At a Wall Street Journal event, Fed reporter Nick Timiraos asked Powell, what’s the difference between “soft” and “softish”?

“If the pilot tells me, ‘Don’t worry, we’re going to have a softish landing,’ I don’t know, I start to wonder what he’s talking about,” Timiraos quipped, to audience laughter.

Powell continued the flight analogy: “Sometimes the landing is just perfect. And sometimes it’s just a little bumpy. So it’s still a good landing — you don’t even notice it, right?”

But seriously, Powell said, the Fed will have to slow growth to bring inflation back down to its 2 percent target. Raising interest rates will tighten financial conditions, which affects the economy, but he warned, “We don’t have precision tools.”

“There could be some pain involved,” he said, “but we think we can maintain a strong labor market, defined as a labor market where unemployment is low and wages are moving up.”

“It may not be the perfect labor market, but it will be a strong labor market,” he added.

Fiscal impact — Fed leaders are always careful to avoid weighing in on fiscal policy decisions. But Powell was more candid than usual when asked about the Biden administration’s $1.9 trillion Covid relief law, which ended up being much bigger than Fed officials had initially assumed.

Did that put the Fed behind the curve in containing inflation?

“There was a lot of stimulus put behind the U.S. economy, that was both monetary policy and that was fiscal policy,” he said. “That was a lot of support for demand, [but] you can’t get the kind of inflation we got without these supply bottlenecks that we’ve had.”

Translation: The White House, Congress and the Fed were all doing a lot to support the economy, which boosted demand — but that’s not the whole story. (That’s a contrast with the message from the White House, which has been reluctant to acknowledge any role fiscal policy played in fueling price pressures.)

Powell went on to reiterate that the supply-side factors, including bottlenecks, shortages and the slow recovery in labor-force participation, were larger and more persistent than expected.

“We now know that in hindsight,” he said. “We’re not setting policy on the expectation that we get relief on the supply side until we actually do.”

Globalization in reverse —  Reflecting on the outlook in the wake of the pandemic, Powell said the global economy might become less interconnected in the near future as companies grapple with fragile supply chains.

“Certainly, in the near term, there is a real possibility that globalization will go into reverse to some extent,” he said.

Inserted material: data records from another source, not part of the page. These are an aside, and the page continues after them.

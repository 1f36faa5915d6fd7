//! netsec CLI: run the training pipeline, predict over CSV files and manage
//! the record store.

mod commands;

use clap::Parser;
use std::path::PathBuf;
use tracing_subscriber::layer::SubscriberExt;
use tracing_subscriber::util::SubscriberInitExt;
use tracing_subscriber::{EnvFilter, Layer};

/// netsec: phishing/network-record training pipeline
#[derive(Parser, Debug)]
#[command(name = "netsec", version, about, long_about = None)]
struct Cli {
    /// Workspace directory
    #[arg(short, long, default_value = ".")]
    workspace: PathBuf,

    /// Configuration file path (defaults to <workspace>/netsec.toml)
    #[arg(short, long)]
    config: Option<PathBuf>,

    /// Increase verbosity (-v, -vv)
    #[arg(short, long, action = clap::ArgAction::Count)]
    verbose: u8,

    /// Suppress non-essential output
    #[arg(short, long)]
    quiet: bool,

    #[command(subcommand)]
    command: Commands,
}

#[derive(clap::Subcommand, Debug)]
pub(crate) enum Commands {
    /// Run the full training pipeline
    Train,
    /// Predict every row of a CSV file with the final model
    Predict {
        /// Input CSV file
        input: PathBuf,
        /// Output directory (defaults to the configured prediction_output_dir)
        #[arg(short, long)]
        output_dir: Option<PathBuf>,
    },
    /// Load a CSV file into the record store
    PushData {
        /// Input CSV file
        input: PathBuf,
    },
    /// Check record store connectivity
    Health,
    /// Manage configuration
    Config {
        #[command(subcommand)]
        action: ConfigAction,
    },
}

#[derive(clap::Subcommand, Debug)]
pub(crate) enum ConfigAction {
    /// Create a default netsec.toml
    Init,
    /// Show the effective configuration
    Show,
}

#[tokio::main]
async fn main() -> anyhow::Result<()> {
    // Load .env file if present
    let _ = dotenvy::dotenv();

    let cli = Cli::parse();

    let filter = match cli.verbose {
        0 if cli.quiet => "error",
        0 => "info",
        1 => "debug",
        _ => "trace",
    };

    let stderr_layer = tracing_subscriber::fmt::layer()
        .with_target(false)
        .with_writer(std::io::stderr)
        .with_filter(EnvFilter::new(filter));

    let workspace = cli
        .workspace
        .canonicalize()
        .unwrap_or_else(|_| std::env::current_dir().unwrap_or_else(|_| PathBuf::from(".")));

    // JSON file layer for structured logging
    let log_dir = workspace.join("logs");
    let _ = std::fs::create_dir_all(&log_dir);
    let file_appender = tracing_appender::rolling::daily(&log_dir, "netsec.log");
    let (non_blocking, _guard) = tracing_appender::non_blocking(file_appender);
    let json_layer = tracing_subscriber::fmt::layer()
        .json()
        .with_writer(non_blocking)
        .with_filter(EnvFilter::new("debug"));

    tracing_subscriber::registry()
        .with(stderr_layer)
        .with(json_layer)
        .init();

    commands::handle_command(cli.command, &workspace, cli.config.as_deref()).await
}
//! Stage artifacts. Each is a plain value naming durable paths; stages hand
//! these to one another instead of the data itself.

use crate::config::TieBreak;
use crate::models::ModelFamily;
use crate::training::metrics::ClassificationMetric;
use serde::{Deserialize, Serialize};
use std::path::PathBuf;

/// Output of ingestion.
#[derive(Debug, Clone, PartialEq, Serialize, Deserialize)]
pub struct DataIngestionArtifact {
    pub trained_file_path: PathBuf,
    pub test_file_path: PathBuf,
}

/// Output of validation.
#[derive(Debug, Clone, PartialEq, Serialize, Deserialize)]
pub struct DataValidationArtifact {
    /// `true` when no column drifted.
    pub validation_status: bool,
    pub valid_train_file_path: PathBuf,
    pub valid_test_file_path: PathBuf,
    pub invalid_train_file_path: Option<PathBuf>,
    pub invalid_test_file_path: Option<PathBuf>,
    pub drift_report_file_path: PathBuf,
}

/// Output of transformation.
#[derive(Debug, Clone, PartialEq, Serialize, Deserialize)]
pub struct DataTransformationArtifact {
    pub transformed_object_file_path: PathBuf,
    pub transformed_train_file_path: PathBuf,
    pub transformed_test_file_path: PathBuf,
}

/// Test-split outcome of one candidate family.
#[derive(Debug, Clone, PartialEq, Serialize, Deserialize)]
pub struct CandidateReport {
    pub family: ModelFamily,
    pub params: serde_json::Value,
    pub test_metric: ClassificationMetric,
}

/// Terminal artifact of a training run.
#[derive(Debug, Clone, PartialEq, Serialize, Deserialize)]
pub struct ModelTrainerArtifact {
    /// Packaged transformer + model.
    pub trained_model_file_path: PathBuf,
    pub model_family: ModelFamily,
    pub train_metric_artifact: ClassificationMetric,
    pub test_metric_artifact: ClassificationMetric,
    pub tie_break: TieBreak,
    pub candidate_reports: Vec<CandidateReport>,
    /// Set when experiment tracking failed; training itself still succeeded.
    pub tracking_error: Option<String>,
}
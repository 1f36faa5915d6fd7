//! Data ingestion: pull raw records from the store, normalize, split and persist.

use crate::artifacts::DataIngestionArtifact;
use crate::config::DataIngestionConfig;
use crate::data::batch::DataBatch;
use crate::data::source::RecordStore;
use crate::error::MlError;
use rand::SeedableRng;
use rand::rngs::StdRng;
use rand::seq::SliceRandom;
use std::sync::Arc;
use std::time::Duration;

/// Sentinel token the source uses for missing values.
pub const NA_TOKEN: &str = "na";

/// Store-internal identifier column dropped on export.
pub const STORE_ID_COLUMN: &str = "_id";

/// Ingestion stage.
pub struct DataIngestion {
    config: DataIngestionConfig,
    store: Arc<dyn RecordStore>,
}

impl DataIngestion {
    pub fn new(config: DataIngestionConfig, store: Arc<dyn RecordStore>) -> Self {
        Self { config, store }
    }

    /// Read the configured collection into a batch.
    pub async fn export_collection_as_batch(&self) -> Result<DataBatch, MlError> {
        let timeout = Duration::from_secs(self.config.fetch_timeout_secs.max(1));
        let fetch = self
            .store
            .fetch(&self.config.database, &self.config.collection);
        let records = tokio::time::timeout(timeout, fetch)
            .await
            .map_err(|_| {
                MlError::ingestion(format!(
                    "fetching {}.{} from {} timed out after {}s",
                    self.config.database,
                    self.config.collection,
                    self.store.location(),
                    timeout.as_secs()
                ))
            })?
            .map_err(|e| {
                MlError::ingestion(format!(
                    "cannot read {}.{} from {}: {e}",
                    self.config.database,
                    self.config.collection,
                    self.store.location()
                ))
            })?;

        if records.is_empty() {
            return Err(MlError::ingestion(format!(
                "collection {}.{} returned zero rows",
                self.config.database, self.config.collection
            )));
        }

        let mut batch = DataBatch::from_records(&records);
        batch.drop_column(STORE_ID_COLUMN);
        let replaced = batch.replace_token_with_missing(NA_TOKEN);
        tracing::debug!(
            rows = batch.row_count(),
            columns = batch.column_count(),
            replaced,
            "Collection exported"
        );
        Ok(batch)
    }

    /// Persist the full export as the run's feature store file.
    pub fn export_to_feature_store(&self, batch: &DataBatch) -> Result<(), MlError> {
        batch.write_csv(&self.config.feature_store_file_path)
    }

    /// Split, then persist train and test partitions.
    pub fn split_and_persist(&self, batch: &DataBatch) -> Result<(DataBatch, DataBatch), MlError> {
        let (train, test) = train_test_split(batch, self.config.test_ratio, self.config.seed)?;
        train.write_csv(&self.config.training_file_path)?;
        test.write_csv(&self.config.testing_file_path)?;
        tracing::info!(
            train_rows = train.row_count(),
            test_rows = test.row_count(),
            "Train/test split persisted"
        );
        Ok((train, test))
    }

    pub async fn initiate_data_ingestion(&self) -> Result<DataIngestionArtifact, MlError> {
        let batch = self.export_collection_as_batch().await?;
        self.export_to_feature_store(&batch)?;
        self.split_and_persist(&batch)?;
        Ok(DataIngestionArtifact {
            trained_file_path: self.config.training_file_path.clone(),
            test_file_path: self.config.testing_file_path.clone(),
        })
    }
}

/// Number of test rows for `n` rows at `ratio`, rounded up like the usual
/// `test_size` convention.
pub fn test_size(n: usize, ratio: f64) -> usize {
    ((n as f64) * ratio).ceil() as usize
}

/// Seeded shuffle split. Every row lands in exactly one partition.
pub fn train_test_split(
    batch: &DataBatch,
    test_ratio: f64,
    seed: u64,
) -> Result<(DataBatch, DataBatch), MlError> {
    let n = batch.row_count();
    let n_test = test_size(n, test_ratio);
    if n_test == 0 || n_test >= n {
        return Err(MlError::ingestion(format!(
            "cannot split {n} rows with test ratio {test_ratio}: one partition would be empty"
        )));
    }
    let mut indices: Vec<usize> = (0..n).collect();
    let mut rng = StdRng::seed_from_u64(seed);
    indices.shuffle(&mut rng);
    let (test_idx, train_idx) = indices.split_at(n_test);
    Ok((batch.select_rows(train_idx), batch.select_rows(test_idx)))
}

#[cfg(test)]
mod tests {
    use super::*;
    use crate::config::{PipelineSettings, TrainingPipelineConfig};
    use crate::data::batch::Cell;
    use crate::data::source::{MemoryStore, Record};
    use proptest::prelude::*;
    use std::collections::HashSet;
    use tempfile::TempDir;

    fn numbered_batch(n: usize) -> DataBatch {
        DataBatch::new(
            vec!["id".into()],
            (0..n).map(|i| vec![Cell::Number(i as f64)]).collect(),
        )
    }

    fn ids(batch: &DataBatch) -> Vec<usize> {
        batch
            .rows
            .iter()
            .map(|r| match r[0] {
                Cell::Number(v) => v as usize,
                _ => usize::MAX,
            })
            .collect()
    }

    fn stage(dir: &TempDir, store: MemoryStore) -> DataIngestion {
        let mut settings = PipelineSettings::default();
        settings.artifact_root = dir.path().join("Artifacts");
        let run = TrainingPipelineConfig::now(&settings);
        DataIngestion::new(DataIngestionConfig::new(&run, &settings), Arc::new(store))
    }

    fn records(n: usize) -> Vec<Record> {
        (0..n)
            .map(|i| {
                let value = if i % 4 == 0 {
                    serde_json::json!("na")
                } else {
                    serde_json::json!(1)
                };
                serde_json::json!({"_id": i, "a": value, "Result": 1})
                    .as_object()
                    .cloned()
                    .unwrap()
            })
            .collect()
    }

    #[test]
    fn test_split_sizes() {
        let (train, test) = train_test_split(&numbered_batch(10), 0.2, 42).unwrap();
        assert_eq!(test.row_count(), 2);
        assert_eq!(train.row_count(), 8);
        let (train, test) = train_test_split(&numbered_batch(11), 0.2, 42).unwrap();
        assert_eq!(test.row_count(), 3);
        assert_eq!(train.row_count(), 8);
    }

    #[test]
    fn test_split_is_reproducible() {
        let batch = numbered_batch(50);
        let a = train_test_split(&batch, 0.3, 7).unwrap();
        let b = train_test_split(&batch, 0.3, 7).unwrap();
        assert_eq!(ids(&a.1), ids(&b.1));
        let c = train_test_split(&batch, 0.3, 8).unwrap();
        assert_ne!(ids(&a.1), ids(&c.1));
    }

    #[test]
    fn test_split_rejects_degenerate_partition() {
        assert!(train_test_split(&numbered_batch(1), 0.2, 1).is_err());
    }

    proptest! {
        #[test]
        fn prop_split_is_disjoint_cover(n in 2usize..300, ratio in 0.05f64..0.5, seed in any::<u64>()) {
            let batch = numbered_batch(n);
            prop_assume!(test_size(n, ratio) < n);
            let (train, test) = train_test_split(&batch, ratio, seed).unwrap();
            let train_ids: HashSet<usize> = ids(&train).into_iter().collect();
            let test_ids: HashSet<usize> = ids(&test).into_iter().collect();
            prop_assert!(train_ids.is_disjoint(&test_ids));
            prop_assert_eq!(train_ids.len() + test_ids.len(), n);
            prop_assert_eq!(test.row_count(), test_size(n, ratio));
        }
    }

    #[tokio::test]
    async fn test_ingestion_persists_splits_and_normalizes() {
        let dir = TempDir::new().unwrap();
        let store = MemoryStore::new().with_collection("AndersonAI", "NetworkData", records(20));
        store.connect().await.unwrap();
        let ingestion = stage(&dir, store);

        let artifact = ingestion.initiate_data_ingestion().await.unwrap();
        let train = DataBatch::read_csv(&artifact.trained_file_path).unwrap();
        let test = DataBatch::read_csv(&artifact.test_file_path).unwrap();
        assert_eq!(train.row_count() + test.row_count(), 20);
        assert_eq!(train.columns, vec!["a", "Result"]);
        let missing = train
            .rows
            .iter()
            .chain(test.rows.iter())
            .filter(|r| r[0].is_missing())
            .count();
        assert_eq!(missing, 5);
        assert!(ingestion.config.feature_store_file_path.exists());
    }

    #[tokio::test]
    async fn test_ingestion_empty_collection_fails() {
        let dir = TempDir::new().unwrap();
        let store = MemoryStore::new().with_collection("AndersonAI", "NetworkData", Vec::new());
        store.connect().await.unwrap();
        let err = stage(&dir, store).initiate_data_ingestion().await.unwrap_err();
        assert!(matches!(err, MlError::Ingestion(_)));
    }

    #[tokio::test]
    async fn test_ingestion_unreachable_store_fails() {
        let dir = TempDir::new().unwrap();
        let store = MemoryStore::unreachable();
        let _ = store.connect().await;
        let err = stage(&dir, store).initiate_data_ingestion().await.unwrap_err();
        assert!(matches!(err, MlError::Ingestion(_)));
    }
}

“To the extent you do that, you’d have more security in your supply chain, more stability, perhaps,” he added. “But it might not be quite as efficient as the amazing global supply chains that we had, which were very, very fast and flexible.”

Immigration slowdown — Looking ahead, he pointed to the potential economic fallout from diminished immigration, including slower population growth and weaker economic output.

“If the population is growing more slowly, there are going to be fewer workers,” he said. And “a big part of the story, really, in recent years is immigration has been quite low.”

He acknowledged that the central bank doesn’t have a role to play in such policies, but “if you have a slower-growing labor market, you’re going to have a smaller economy.”

“That’s a risk in the medium term, but it’s really one for other policymakers to look after,” he said..

IT’S WEDNESDAY — How many of you keep thinking about the bumpy landing analogy? Like, are we going to spill our drinks all over ourselves? Bump our heads on the seat in front of us? Will the emergency slides deploy? At what point do we call it a hard landing, even if it’s not a crash?

So many questions. Send us yours, along with your tips and ideas: [email protected] or @katedavidson, or [email protected] or @aubreeeweaver.

Driving the Day

April housing starts and building permits data released at 8:30 a.m. … Treasury Secretary Janet Yellen holds a press conference ahead of the G-7 finance ministers meeting in Bonn, Germany, at 9 a.m. ET … House Appropriations hearing on the SEC budget at 10 a.m. … Senate Banking hearing on energy efficient housing at 10 a.m. … New York state banking regulator Adrienne Harris speaks at WSJ’s Future of Everything conference at 3:50 p.m.

DON’T MISS — Commodity Futures Trading Commission Chair Rostin Behnam will join POLITICO’s sustainability summit at 1:10 p.m. today for an in-person interview with Financial Services Editor Zach Warmbrodt. The 1:1 will be focused on efforts to set ESG standards and Washington’s role, particularly the CFTC. You can RSVP here to watch live.

MANCHIN SEALS THE DEAL? — Michael Barr, the president’s pick to be Fed vice chair for supervision, won’t have his confirmation hearing until Thursday, but he cleared a key hurdle last night on his way to the Senate floor.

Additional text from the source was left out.